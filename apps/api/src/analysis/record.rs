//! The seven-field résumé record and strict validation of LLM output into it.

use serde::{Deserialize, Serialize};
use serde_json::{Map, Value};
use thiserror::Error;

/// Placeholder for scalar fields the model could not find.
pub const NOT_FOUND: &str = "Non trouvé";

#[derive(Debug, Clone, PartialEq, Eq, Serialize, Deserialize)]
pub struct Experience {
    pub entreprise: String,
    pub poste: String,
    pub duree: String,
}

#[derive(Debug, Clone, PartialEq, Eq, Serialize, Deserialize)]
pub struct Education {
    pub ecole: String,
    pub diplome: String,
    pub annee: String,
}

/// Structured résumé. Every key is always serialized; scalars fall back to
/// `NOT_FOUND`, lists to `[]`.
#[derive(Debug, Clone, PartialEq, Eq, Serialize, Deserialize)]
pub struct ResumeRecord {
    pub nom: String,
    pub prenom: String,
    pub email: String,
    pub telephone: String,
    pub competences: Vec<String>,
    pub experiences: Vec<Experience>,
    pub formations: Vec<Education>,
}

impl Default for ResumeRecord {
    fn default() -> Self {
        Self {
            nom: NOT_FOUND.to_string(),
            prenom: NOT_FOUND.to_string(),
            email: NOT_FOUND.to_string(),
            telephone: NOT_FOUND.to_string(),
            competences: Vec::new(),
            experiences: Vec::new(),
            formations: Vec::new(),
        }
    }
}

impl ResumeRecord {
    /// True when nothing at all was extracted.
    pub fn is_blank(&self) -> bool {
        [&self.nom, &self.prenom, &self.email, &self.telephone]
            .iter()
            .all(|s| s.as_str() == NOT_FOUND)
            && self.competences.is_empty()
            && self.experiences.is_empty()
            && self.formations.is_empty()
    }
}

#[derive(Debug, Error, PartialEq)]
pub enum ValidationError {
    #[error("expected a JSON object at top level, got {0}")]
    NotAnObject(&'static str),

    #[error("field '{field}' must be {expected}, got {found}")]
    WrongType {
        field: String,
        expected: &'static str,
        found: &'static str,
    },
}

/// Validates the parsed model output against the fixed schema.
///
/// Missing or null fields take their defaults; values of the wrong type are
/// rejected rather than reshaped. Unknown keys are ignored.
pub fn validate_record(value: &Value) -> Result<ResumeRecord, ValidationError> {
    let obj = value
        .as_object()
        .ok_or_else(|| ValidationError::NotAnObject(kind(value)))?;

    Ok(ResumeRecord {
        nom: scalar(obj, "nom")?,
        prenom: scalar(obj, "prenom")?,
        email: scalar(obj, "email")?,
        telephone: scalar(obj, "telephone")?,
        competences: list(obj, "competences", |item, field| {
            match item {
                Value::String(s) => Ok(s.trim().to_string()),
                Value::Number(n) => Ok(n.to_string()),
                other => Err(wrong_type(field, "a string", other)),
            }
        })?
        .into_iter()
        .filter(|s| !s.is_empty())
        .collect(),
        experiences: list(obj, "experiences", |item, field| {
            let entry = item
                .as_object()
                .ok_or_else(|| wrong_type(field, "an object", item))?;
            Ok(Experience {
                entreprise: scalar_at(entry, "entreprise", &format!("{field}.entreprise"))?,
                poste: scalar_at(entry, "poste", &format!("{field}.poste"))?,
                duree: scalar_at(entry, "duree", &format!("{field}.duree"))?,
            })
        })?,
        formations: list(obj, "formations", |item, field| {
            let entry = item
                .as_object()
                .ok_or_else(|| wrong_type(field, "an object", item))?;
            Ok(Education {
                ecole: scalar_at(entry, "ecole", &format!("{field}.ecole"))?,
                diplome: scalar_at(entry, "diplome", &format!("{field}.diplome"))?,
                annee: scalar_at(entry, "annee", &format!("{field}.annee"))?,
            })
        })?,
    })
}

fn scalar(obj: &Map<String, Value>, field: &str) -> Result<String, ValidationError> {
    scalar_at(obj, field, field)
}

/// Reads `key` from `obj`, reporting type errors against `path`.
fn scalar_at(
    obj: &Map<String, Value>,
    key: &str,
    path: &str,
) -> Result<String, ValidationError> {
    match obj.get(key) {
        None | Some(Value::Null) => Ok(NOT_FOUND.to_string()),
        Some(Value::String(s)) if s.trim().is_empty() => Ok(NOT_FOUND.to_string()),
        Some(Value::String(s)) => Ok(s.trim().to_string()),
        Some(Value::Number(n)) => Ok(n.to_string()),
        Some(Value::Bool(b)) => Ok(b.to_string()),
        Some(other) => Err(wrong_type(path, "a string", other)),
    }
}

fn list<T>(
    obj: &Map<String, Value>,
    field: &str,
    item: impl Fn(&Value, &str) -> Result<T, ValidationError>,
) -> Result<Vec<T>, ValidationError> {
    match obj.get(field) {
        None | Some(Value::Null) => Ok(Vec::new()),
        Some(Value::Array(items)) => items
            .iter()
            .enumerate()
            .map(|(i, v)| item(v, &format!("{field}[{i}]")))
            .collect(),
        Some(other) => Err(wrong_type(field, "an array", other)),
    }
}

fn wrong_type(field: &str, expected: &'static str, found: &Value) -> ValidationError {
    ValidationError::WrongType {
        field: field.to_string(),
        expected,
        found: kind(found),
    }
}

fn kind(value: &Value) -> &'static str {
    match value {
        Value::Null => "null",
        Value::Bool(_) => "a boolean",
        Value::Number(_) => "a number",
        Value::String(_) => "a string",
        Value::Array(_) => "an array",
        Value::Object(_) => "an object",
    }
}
__________
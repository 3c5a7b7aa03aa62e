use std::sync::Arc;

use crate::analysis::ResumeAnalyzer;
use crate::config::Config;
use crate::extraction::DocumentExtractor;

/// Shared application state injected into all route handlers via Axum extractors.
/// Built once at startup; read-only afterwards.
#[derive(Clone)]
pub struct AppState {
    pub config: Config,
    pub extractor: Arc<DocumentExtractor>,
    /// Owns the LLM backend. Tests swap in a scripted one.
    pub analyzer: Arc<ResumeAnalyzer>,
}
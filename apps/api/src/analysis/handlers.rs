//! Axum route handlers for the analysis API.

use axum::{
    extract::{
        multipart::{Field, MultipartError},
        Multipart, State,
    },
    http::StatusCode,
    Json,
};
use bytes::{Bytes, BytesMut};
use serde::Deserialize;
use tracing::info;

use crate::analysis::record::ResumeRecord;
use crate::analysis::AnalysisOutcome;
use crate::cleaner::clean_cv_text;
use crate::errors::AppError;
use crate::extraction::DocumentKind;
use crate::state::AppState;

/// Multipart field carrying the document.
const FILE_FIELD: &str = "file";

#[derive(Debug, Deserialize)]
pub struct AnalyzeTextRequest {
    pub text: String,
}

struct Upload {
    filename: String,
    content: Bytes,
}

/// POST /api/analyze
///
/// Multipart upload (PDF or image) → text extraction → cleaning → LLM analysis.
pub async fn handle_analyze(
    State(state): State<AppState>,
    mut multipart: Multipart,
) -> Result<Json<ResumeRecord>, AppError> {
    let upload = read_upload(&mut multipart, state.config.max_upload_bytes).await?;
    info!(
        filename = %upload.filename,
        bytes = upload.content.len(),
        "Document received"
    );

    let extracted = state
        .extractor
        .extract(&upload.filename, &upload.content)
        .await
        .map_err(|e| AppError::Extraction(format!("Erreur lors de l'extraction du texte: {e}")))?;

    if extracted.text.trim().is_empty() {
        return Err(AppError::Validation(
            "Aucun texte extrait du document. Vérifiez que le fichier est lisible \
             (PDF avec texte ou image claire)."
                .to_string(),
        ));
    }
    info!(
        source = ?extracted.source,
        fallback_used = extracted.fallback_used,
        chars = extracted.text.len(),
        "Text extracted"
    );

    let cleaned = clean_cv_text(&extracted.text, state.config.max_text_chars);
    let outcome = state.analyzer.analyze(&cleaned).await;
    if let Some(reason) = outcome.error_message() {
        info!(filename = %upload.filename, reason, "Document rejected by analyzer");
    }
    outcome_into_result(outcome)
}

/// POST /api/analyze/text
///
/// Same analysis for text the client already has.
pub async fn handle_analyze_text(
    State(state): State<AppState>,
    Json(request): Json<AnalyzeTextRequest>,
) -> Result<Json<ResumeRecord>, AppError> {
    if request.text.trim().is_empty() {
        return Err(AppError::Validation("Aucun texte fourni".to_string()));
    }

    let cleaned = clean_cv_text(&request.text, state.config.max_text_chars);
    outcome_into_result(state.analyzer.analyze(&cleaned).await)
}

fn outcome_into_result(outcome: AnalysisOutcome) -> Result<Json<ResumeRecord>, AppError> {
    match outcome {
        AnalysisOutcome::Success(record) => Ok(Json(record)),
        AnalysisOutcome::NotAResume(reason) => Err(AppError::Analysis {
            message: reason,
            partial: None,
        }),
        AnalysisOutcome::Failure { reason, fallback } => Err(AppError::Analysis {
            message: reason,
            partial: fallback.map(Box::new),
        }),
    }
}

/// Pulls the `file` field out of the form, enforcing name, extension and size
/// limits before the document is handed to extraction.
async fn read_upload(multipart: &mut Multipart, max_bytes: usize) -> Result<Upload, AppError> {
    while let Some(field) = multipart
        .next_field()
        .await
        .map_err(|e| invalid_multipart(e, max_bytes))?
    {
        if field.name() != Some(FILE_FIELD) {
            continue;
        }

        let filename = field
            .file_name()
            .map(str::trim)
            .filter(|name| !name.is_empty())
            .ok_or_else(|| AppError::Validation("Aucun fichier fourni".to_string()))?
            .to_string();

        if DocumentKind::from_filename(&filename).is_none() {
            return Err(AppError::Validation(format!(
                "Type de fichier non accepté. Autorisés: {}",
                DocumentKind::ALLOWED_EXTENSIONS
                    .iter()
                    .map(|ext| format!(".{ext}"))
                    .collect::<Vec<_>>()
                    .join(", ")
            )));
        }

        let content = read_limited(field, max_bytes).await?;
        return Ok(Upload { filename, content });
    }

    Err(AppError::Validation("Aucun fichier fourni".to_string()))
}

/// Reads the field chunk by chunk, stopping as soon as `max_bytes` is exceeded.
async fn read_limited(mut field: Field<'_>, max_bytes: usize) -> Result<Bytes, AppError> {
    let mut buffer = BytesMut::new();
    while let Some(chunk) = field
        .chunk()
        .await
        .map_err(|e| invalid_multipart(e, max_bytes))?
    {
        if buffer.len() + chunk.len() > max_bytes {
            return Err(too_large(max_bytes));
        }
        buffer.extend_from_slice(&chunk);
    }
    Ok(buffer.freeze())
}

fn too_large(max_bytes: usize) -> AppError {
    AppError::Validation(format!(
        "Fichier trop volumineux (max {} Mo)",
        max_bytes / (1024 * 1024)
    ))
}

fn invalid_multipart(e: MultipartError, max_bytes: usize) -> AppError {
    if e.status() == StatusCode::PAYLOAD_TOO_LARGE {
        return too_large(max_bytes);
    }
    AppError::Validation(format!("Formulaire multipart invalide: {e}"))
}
__________
(Exercise prompt):
In the material above, which lines contain "ResumeRecord"? Copy each of them.

(Output):
pub struct ResumeRecord {
impl Default for ResumeRecord {
impl ResumeRecord {
pub fn validate_record(value: &Value) -> Result<ResumeRecord, ValidationError> {
    Ok(ResumeRecord {
use crate::analysis::record::ResumeRecord;
) -> Result<Json<ResumeRecord>, AppError> {
) -> Result<Json<ResumeRecord>, AppError> {
fn outcome_into_result(outcome: AnalysisOutcome) -> Result<Json<ResumeRecord>, AppError> {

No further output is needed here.